Potentially thousands of Border Patrol agents who have refused the COVID-19 vaccine are facing possible dismissal in the coming days by the Biden administration, the Washington Examiner is reporting.
Data from Customs and Border Protection reveals almost 4,000 of the 21,000 total agents were unvaccinated as of late November — just weeks after the government mandated all employees disclose their status.
President Joe Biden ordered all federal workers to be fully vaccinated. The order has faced court challenges. It was put on hold by a court in January. But another court reversed the decision in April.
"That bar is now lifted, and the federal agencies are now clear to proceed with whatever disciplinary actions they were going to move on with respect to unvaccinated people," said John J. Michels Jr., counsel for the Federal Practice Group in Washington. He served as lead counsel in the lawsuit that blocked former President George W. Bush's federal mandate for an anthrax vaccine.
According to the Examiner, the administration is awaiting one more court decision.
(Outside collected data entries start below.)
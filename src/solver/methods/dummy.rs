//! Identity stepper
//!
//! Returns a copy of the incoming state. Useful as a baseline in
//! convergence studies (order 0) and to test driving loops without any
//! linear algebra.

use nalgebra::DVector;

use crate::error::StepperError;
use crate::linalg::SolverSettings;
use crate::solver::TimeStepper;

/// `u1 = u0`; queries nothing and performs no solve
#[derive(Debug, Clone, Copy, Default)]
pub struct Dummy;

impl Dummy {
    pub fn new() -> Self {
        Self
    }
}

impl TimeStepper for Dummy {
    fn step(
        &self,
        u0: &DVector<f64>,
        _t: f64,
        _dt: f64,
        _settings: &SolverSettings,
    ) -> Result<DVector<f64>, StepperError> {
        Ok(u0.clone())
    }

    fn name(&self) -> &str {
        "Dummy"
    }

    fn order(&self) -> usize {
        0
    }

    fn default_settings(&self) -> SolverSettings {
        SolverSettings::symmetric()
    }
}
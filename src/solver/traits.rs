//! Time-stepper interface and driving-loop types
//!
//! # Design
//!
//! - [`TimeStepper`]: one step `u0 -> u1` of a scheme; stateless between
//!   calls, so one stepper can drive any number of trajectories
//! - [`SolverConfiguration`]: how long and with how many steps to integrate
//! - [`SimulationResult`]: trajectory, final state and metadata produced by
//!   [`integrate`](crate::solver::integrate)

use std::collections::HashMap;

use nalgebra::DVector;

use crate::error::StepperError;
use crate::linalg::SolverSettings;

// =================================================================================================
// Time Stepper
// =================================================================================================

/// One step of a time-discretization scheme
///
/// # Contract
///
/// - `step` never mutates or aliases `u0`; the returned vector is new
/// - Dirichlet constraints are evaluated at the target time `t + dt`
/// - any solver failure or contract violation is returned, never swallowed
pub trait TimeStepper {
    /// Advance `u0` from `t` to `t + dt`
    fn step(
        &self,
        u0: &DVector<f64>,
        t: f64,
        dt: f64,
        settings: &SolverSettings,
    ) -> Result<DVector<f64>, StepperError>;

    /// Human-readable scheme name
    fn name(&self) -> &str;

    /// Order of accuracy in time
    fn order(&self) -> usize;

    /// Linear-solver settings the scheme is designed for
    fn default_settings(&self) -> SolverSettings;
}

impl<T: TimeStepper + ?Sized> TimeStepper for &T {
    fn step(
        &self,
        u0: &DVector<f64>,
        t: f64,
        dt: f64,
        settings: &SolverSettings,
    ) -> Result<DVector<f64>, StepperError> {
        (**self).step(u0, t, dt, settings)
    }

    fn name(&self) -> &str {
        (**self).name()
    }

    fn order(&self) -> usize {
        (**self).order()
    }

    fn default_settings(&self) -> SolverSettings {
        (**self).default_settings()
    }
}

impl<T: TimeStepper + ?Sized> TimeStepper for Box<T> {
    fn step(
        &self,
        u0: &DVector<f64>,
        t: f64,
        dt: f64,
        settings: &SolverSettings,
    ) -> Result<DVector<f64>, StepperError> {
        (**self).step(u0, t, dt, settings)
    }

    fn name(&self) -> &str {
        (**self).name()
    }

    fn order(&self) -> usize {
        (**self).order()
    }

    fn default_settings(&self) -> SolverSettings {
        (**self).default_settings()
    }
}

// =================================================================================================
// Solver Configuration
// =================================================================================================

/// Fixed-step time-evolution configuration
///
/// # Example
///
/// ```rust
/// use parabolic_rs::linalg::SolverSettings;
/// use parabolic_rs::solver::SolverConfiguration;
///
/// let config = SolverConfiguration::time_evolution(1.0, 100)
///     .starting_at(0.5)
///     .with_settings(SolverSettings::general().with_tolerance(1e-12));
///
/// assert!(config.validate().is_ok());
/// assert_eq!(config.dt(), 0.01);
/// ```
#[derive(Clone, Debug, PartialEq)]
pub struct SolverConfiguration {
    /// Length of the integration interval
    pub total_time: f64,
    /// Number of steps
    pub time_steps: usize,
    /// Initial time
    pub start_time: f64,
    /// Linear-solver settings; the stepper's defaults when `None`
    pub settings: Option<SolverSettings>,
}

impl SolverConfiguration {
    /// Integrate over `[0, total_time]` in `time_steps` equal steps
    pub fn time_evolution(total_time: f64, time_steps: usize) -> Self {
        Self {
            total_time,
            time_steps,
            start_time: 0.0,
            settings: None,
        }
    }

    pub fn starting_at(mut self, start_time: f64) -> Self {
        self.start_time = start_time;
        self
    }

    pub fn with_settings(mut self, settings: SolverSettings) -> Self {
        self.settings = Some(settings);
        self
    }

    /// Step size `total_time / time_steps`
    pub fn dt(&self) -> f64 {
        self.total_time / self.time_steps as f64
    }

    /// Final time of the integration interval
    pub fn end_time(&self) -> f64 {
        self.start_time + self.total_time
    }

    pub fn validate(&self) -> Result<(), StepperError> {
        if !(self.total_time.is_finite() && self.total_time > 0.0) {
            return Err(StepperError::InvalidConfiguration(format!(
                "total time must be positive, got {}",
                self.total_time
            )));
        }
        if self.time_steps == 0 {
            return Err(StepperError::InvalidConfiguration(
                "time steps must be greater than 0".to_string(),
            ));
        }
        if !self.start_time.is_finite() {
            return Err(StepperError::InvalidConfiguration(
                "start time must be finite".to_string(),
            ));
        }
        if let Some(settings) = &self.settings {
            settings.validate()?;
        }
        Ok(())
    }
}

// =================================================================================================
// Simulation Result
// =================================================================================================

/// Trajectory produced by [`integrate`](crate::solver::integrate)
///
/// `time_points[i]` is the time of `state_trajectory[i]`; index 0 holds the
/// initial state.
#[derive(Clone, Debug)]
pub struct SimulationResult {
    pub time_points: Vec<f64>,
    pub state_trajectory: Vec<DVector<f64>>,
    pub final_state: DVector<f64>,
    /// Free-form diagnostics (solver name, dt, ...)
    pub metadata: HashMap<String, String>,
}

impl SimulationResult {
    pub fn new(
        time_points: Vec<f64>,
        state_trajectory: Vec<DVector<f64>>,
        final_state: DVector<f64>,
    ) -> Self {
        Self {
            time_points,
            state_trajectory,
            final_state,
            metadata: HashMap::new(),
        }
    }

    pub fn add_metadata(&mut self, key: &str, value: &str) {
        self.metadata.insert(key.to_string(), value.to_string());
    }

    /// Number of stored states, initial state included
    pub fn len(&self) -> usize {
        self.state_trajectory.len()
    }

    pub fn is_empty(&self) -> bool {
        self.state_trajectory.is_empty()
    }

    /// Final time of the trajectory
    pub fn final_time(&self) -> Option<f64> {
        self.time_points.last().copied()
    }
}
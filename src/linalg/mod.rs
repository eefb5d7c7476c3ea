//! Sparse linear algebra backend
//!
//! The time steppers only need three things from linear algebra:
//!
//! 1. Sparse operators and matrix-vector products ([`spmv`],
//!    [`linear_combination`]) on `nalgebra-sparse` CSR matrices
//! 2. An immutable system object with Dirichlet rows eliminated
//!    ([`LinearSystem`])
//! 3. An iterative solver behind the [`LinearSolver`] trait
//!    ([`KrylovSolver`]: CG, BiCGStab, restarted GMRES)
//!
//! Users with their own backend implement [`LinearSolver`] and hand it to
//! [`StepperBase::with_solver`](crate::solver::StepperBase::with_solver).
//!
//! # Parallelism
//!
//! With the `parallel` feature, [`spmv`] dispatches rows to rayon once the
//! operator has at least [`parallel_threshold()`] rows. The steppers never
//! see this: each step stays a sequence of dependent solves.

mod krylov;
mod preconditioner;
mod system;

use std::sync::atomic::{AtomicUsize, Ordering};

use nalgebra::DVector;
use nalgebra_sparse::{CooMatrix, CsrMatrix};

#[cfg(feature = "parallel")]
use rayon::prelude::*;

use crate::error::StepperError;

pub use krylov::{KrylovMethod, KrylovSolver, LinearSolver, SolveRequest, SolverSettings};
pub use preconditioner::{Ilu0, Preconditioner, PreconditionerKind};
pub use system::LinearSystem;

/// Sparse operator type used throughout the crate
pub type SparseOperator = CsrMatrix<f64>;

// =================================================================================================
// Parallel Execution Threshold
// =================================================================================================

/// Default number of rows above which [`spmv`] switches to rayon.
const DEFAULT_PARALLEL_THRESHOLD: usize = 999;

static PARALLEL_THRESHOLD: AtomicUsize = AtomicUsize::new(DEFAULT_PARALLEL_THRESHOLD);

/// Current parallel-execution threshold (rows)
///
/// Only consulted when the crate is compiled with the `parallel` feature.
///
/// ```rust
/// use parabolic_rs::linalg::parallel_threshold;
///
/// assert!(parallel_threshold() > 0);
/// ```
pub fn parallel_threshold() -> usize {
    PARALLEL_THRESHOLD.load(Ordering::Relaxed)
}

/// Set the parallel-execution threshold
///
/// # Panics
///
/// Panics when `threshold == 0`.
pub fn set_parallel_threshold(threshold: usize) {
    assert!(threshold > 0, "parallel threshold must be at least 1");
    PARALLEL_THRESHOLD.store(threshold, Ordering::Relaxed);
}

/// Saves the threshold on construction and restores it on drop
#[cfg(test)]
pub(crate) struct ThresholdGuard {
    previous: usize,
}

#[cfg(test)]
impl ThresholdGuard {
    pub(crate) fn save(new_value: usize) -> Self {
        let previous = parallel_threshold();
        set_parallel_threshold(new_value);
        Self { previous }
    }
}

#[cfg(test)]
impl Drop for ThresholdGuard {
    fn drop(&mut self) {
        PARALLEL_THRESHOLD.store(self.previous, Ordering::Relaxed);
    }
}

// =================================================================================================
// Operator Helpers
// =================================================================================================

/// Sparse matrix-vector product `A x`
///
/// The caller guarantees `x.len() == a.ncols()`.
pub fn spmv(a: &SparseOperator, x: &DVector<f64>) -> DVector<f64> {
    let row_dot = |i: usize| -> f64 {
        let row = a.row(i);
        row.col_indices()
            .iter()
            .zip(row.values())
            .map(|(&j, &v)| v * x[j])
            .sum()
    };

    #[cfg(feature = "parallel")]
    {
        if a.nrows() >= parallel_threshold() {
            let values: Vec<f64> = (0..a.nrows()).into_par_iter().map(&row_dot).collect();
            return DVector::from_vec(values);
        }
    }

    DVector::from_iterator(a.nrows(), (0..a.nrows()).map(row_dot))
}

/// `alpha A + beta B` for two operators of the same shape
///
/// The sparsity pattern of the result is the union of both patterns.
pub fn linear_combination(
    alpha: f64,
    a: &SparseOperator,
    beta: f64,
    b: &SparseOperator,
) -> Result<SparseOperator, StepperError> {
    if a.nrows() != b.nrows() {
        return Err(StepperError::dimension("operator rows", a.nrows(), b.nrows()));
    }
    if a.ncols() != b.ncols() {
        return Err(StepperError::dimension("operator columns", a.ncols(), b.ncols()));
    }

    let mut coo = CooMatrix::new(a.nrows(), a.ncols());
    for (i, j, &v) in a.triplet_iter() {
        coo.push(i, j, alpha * v);
    }
    for (i, j, &v) in b.triplet_iter() {
        coo.push(i, j, beta * v);
    }

    // Duplicate entries are summed by the conversion.
    Ok(CsrMatrix::from(&coo))
}

/// Diagonal entries of `a`, zero where the pattern has no diagonal
pub fn diagonal(a: &SparseOperator) -> DVector<f64> {
    DVector::from_iterator(
        a.nrows(),
        (0..a.nrows()).map(|i| {
            let row = a.row(i);
            row.col_indices()
                .binary_search(&i)
                .map(|k| row.values()[k])
                .unwrap_or(0.0)
        }),
    )
}


// =================================================================================================
// Tests
// =================================================================================================

#[cfg(test)]
mod tests {
    use super::test_support::tridiagonal;
    use super::*;

    #[test]
    fn test_default_threshold_value() {
        assert_eq!(DEFAULT_PARALLEL_THRESHOLD, 999);
    }

    #[test]
    fn test_threshold_guard_restores_previous_value() {
        let before = parallel_threshold();
        {
            let _guard = ThresholdGuard::save(42);
            assert_eq!(parallel_threshold(), 42);
        }
        assert_eq!(parallel_threshold(), before);
    }

    #[test]
    #[should_panic(expected = "parallel threshold must be at least 1")]
    fn test_zero_threshold_panics() {
        set_parallel_threshold(0);
    }

    #[test]
    fn test_spmv_tridiagonal() {
        let a = tridiagonal(4, -1.0, 2.0, -1.0);
        let x = DVector::from_vec(vec![1.0, 2.0, 3.0, 4.0]);

        let y = spmv(&a, &x);

        assert_eq!(y.as_slice(), &[0.0, 0.0, 0.0, 5.0]);
    }

    #[cfg(feature = "parallel")]
    #[test]
    fn test_parallel_spmv_matches_serial() {
        let n = 257;
        let a = tridiagonal(n, -1.0, 2.5, -1.2);
        let x = DVector::from_fn(n, |i, _| (i as f64 * 0.37).sin());

        let serial = DVector::from_iterator(
            n,
            a.row_iter().map(|row| {
                row.col_indices()
                    .iter()
                    .zip(row.values())
                    .map(|(&j, &v)| v * x[j])
                    .sum::<f64>()
            }),
        );

        let _guard = ThresholdGuard::save(1);
        let parallel = spmv(&a, &x);

        assert_eq!(parallel, serial);
    }

    #[test]
    fn test_spmv_rectangular_operator() {
        let mut coo = CooMatrix::new(2, 3);
        coo.push(0, 0, 1.0);
        coo.push(0, 2, 2.0);
        coo.push(1, 1, -1.0);
        let a = CsrMatrix::from(&coo);

        let y = spmv(&a, &DVector::from_vec(vec![1.0, 2.0, 3.0]));

        assert_eq!(y.as_slice(), &[7.0, -2.0]);
    }

    #[test]
    fn test_linear_combination_merges_patterns() {
        let mass = tridiagonal(3, 1.0, 4.0, 1.0);
        let mut coo = CooMatrix::new(3, 3);
        coo.push(0, 2, 1.0);
        coo.push(1, 1, 1.0);
        let other = CsrMatrix::from(&coo);

        let combined = linear_combination(1.0, &mass, 2.0, &other).unwrap();

        assert_eq!(combined.get_entry(0, 2).unwrap().into_value(), 2.0);
        assert_eq!(combined.get_entry(1, 1).unwrap().into_value(), 6.0);
        assert_eq!(combined.get_entry(2, 1).unwrap().into_value(), 1.0);
    }

    #[test]
    fn test_linear_combination_rejects_shape_mismatch() {
        let a = tridiagonal(3, 1.0, 4.0, 1.0);
        let b = tridiagonal(4, 1.0, 4.0, 1.0);
        assert!(matches!(
            linear_combination(1.0, &a, 1.0, &b),
            Err(StepperError::DimensionMismatch { .. })
        ));
    }

    #[test]
    fn test_diagonal_extraction() {
        let a = tridiagonal(3, -1.0, 2.5, -1.0);
        assert_eq!(diagonal(&a).as_slice(), &[2.5, 2.5, 2.5]);
    }
}
//! Time steppers
//!
//! This module advances the semi-discrete system
//!
//! ```text
//! M du/dt + L(t) u = b(t),    u = g(t) on the Dirichlet dofs
//! ```
//!
//! by one step `u(t) -> u(t + dt)` with a choice of schemes, and drives
//! fixed-step trajectories with [`integrate`].
//!
//! # Core Concepts
//!
//! ## The Architecture (WHAT vs HOW)
//!
//! 1. **Problem** ([`ParabolicProblem`](crate::problem::ParabolicProblem)) - WHAT to solve
//!    - Mass operator, linearization, constraints
//!    - Queried at the times a scheme needs them
//!
//! 2. **Scheme** ([`TimeStepper`]) - HOW one step is taken
//!    - Builds one or more constrained linear systems per step
//!    - Hands them to a [`LinearSolver`](crate::linalg::LinearSolver)
//!
//! 3. **Configuration** ([`SolverConfiguration`]) - how many steps, from when
//!    - Total time, step count, start time
//!    - Optional solver settings overriding the scheme defaults
//!
//! # Module Organization
//!
//! - **`traits`**: [`TimeStepper`], [`SolverConfiguration`], [`SimulationResult`]
//! - **`base`**: [`StepperBase`], the checked provider boundary
//! - **`integrate`**: the fixed-step driving loop
//! - **`methods`**: the concrete schemes
//!
//! # Quick Start Example
//!
//! ```rust
//! use parabolic_rs::models::Heat1d;
//! use parabolic_rs::solver::{SolverConfiguration, Trapezoidal, integrate};
//!
//! let heat = Heat1d::new(32).unwrap();
//! let u0 = heat.interpolate(|x| (std::f64::consts::PI * x[0]).sin());
//!
//! let stepper = Trapezoidal::from_problem(heat).unwrap();
//! let config = SolverConfiguration::time_evolution(0.05, 20);
//!
//! let result = integrate(&stepper, &u0, &config).unwrap();
//! assert_eq!(result.metadata["solver"], "Trapezoidal");
//! ```
//!
//! # Choosing a Scheme
//!
//! - **Non-stiff or short horizons**: [`RungeKutta`] with a classical tableau
//!   - Only the mass operator is inverted
//!   - `dt` bounded by the spectrum of `M^-1 L`
//!
//! - **Stiff problems**: [`ImplicitEuler`] or [`Trapezoidal`]
//!   - One nonsymmetric solve per step
//!   - Unconditionally stable
//!
//! # Error Handling
//!
//! Every operation returns `Result<T, StepperError>`. A failed linear solve
//! aborts the step; [`integrate`] additionally rejects NaN/Inf states:
//!
//! ```rust
//! use nalgebra::DVector;
//! use parabolic_rs::error::StepperError;
//! use parabolic_rs::models::Heat1d;
//! use parabolic_rs::solver::{ExplicitEuler, SolverConfiguration, integrate};
//!
//! // far beyond the explicit stability limit
//! let heat = Heat1d::new(64).unwrap();
//! let u0 = heat.interpolate(|x| x[0] * (1.0 - x[0]));
//! let stepper = ExplicitEuler::from_problem(heat).unwrap();
//!
//! match integrate(&stepper, &u0, &SolverConfiguration::time_evolution(100.0, 200)) {
//!     Ok(result) => assert!(result.final_state.iter().all(|x| x.is_finite())),
//!     Err(StepperError::NonFinite { step, .. }) => assert!(step > 0),
//!     Err(other) => assert!(other.is_solver_failure()),
//! }
//! ```

// =================================================================================================
// Module Declarations
// =================================================================================================

mod traits;
pub(crate) mod base;
mod integrate;
pub mod methods;

// =================================================================================================
// Public Re-exports
// =================================================================================================

pub use traits::{SimulationResult, SolverConfiguration, TimeStepper};

pub use base::StepperBase;
pub use integrate::integrate;

pub use methods::{
    ButcherTableau, Dummy, ExplicitEuler, HEUN_ALPHA, ImplicitEuler, RungeKutta, Trapezoidal,
};

// =================================================================================================
// Helper Functions
// =================================================================================================

use nalgebra::DVector;

use crate::error::StepperError;

/// Reject states holding NaN or Inf
///
/// NaN is reported before Inf when both are present.
///
/// # Arguments
///
/// * `state` - State produced by a step
/// * `step` - Index of that step (0 for the initial state)
pub(crate) fn validate_state(state: &DVector<f64>, step: usize) -> Result<(), StepperError> {
    if state.iter().any(|x| x.is_nan()) {
        return Err(StepperError::NonFinite { what: "NaN", step });
    }
    if state.iter().any(|x| x.is_infinite()) {
        return Err(StepperError::NonFinite {
            what: "Infinity",
            step,
        });
    }
    Ok(())
}

// =================================================================================================
// Tests
// =================================================================================================

#[cfg(test)]
mod tests {
    use super::*;

    #[test]
    fn test_finite_state_is_valid() {
        assert!(validate_state(&DVector::from_vec(vec![0.0, -1.0, 1e300]), 3).is_ok());
    }

    #[test]
    fn test_nan_is_reported_before_infinity() {
        let state = DVector::from_vec(vec![f64::INFINITY, f64::NAN]);
        assert_eq!(
            validate_state(&state, 7),
            Err(StepperError::NonFinite { what: "NaN", step: 7 })
        );
    }

    #[test]
    fn test_infinity_is_reported() {
        let state = DVector::from_vec(vec![1.0, f64::NEG_INFINITY]);
        assert_eq!(
            validate_state(&state, 1),
            Err(StepperError::NonFinite {
                what: "Infinity",
                step: 1
            })
        );
    }
}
That decision, which could come as early as Friday, could clear the way for governmental agencies to start penalizing those who are not vaccinated.
One agent told the Examiner: "You're going to try to tell me that after I've been doing this job for two years now in the field that I'm somehow the danger, not the fact that almost every single day, we'll have at least one to maybe four COVID-positive kids come through?"
Meanwhile, Rep. Mike Johnson, R-La., has introduced a bill to protect service members seeking religious exemptions from Biden's COVID-19 mandate.
Under the bill, service members who are involuntary discharged based on their COVID-19 vaccine status would have their status designated as honorably discharged.
It would also permit them to seek reinstatement and allow them to obtain retirement and benefits.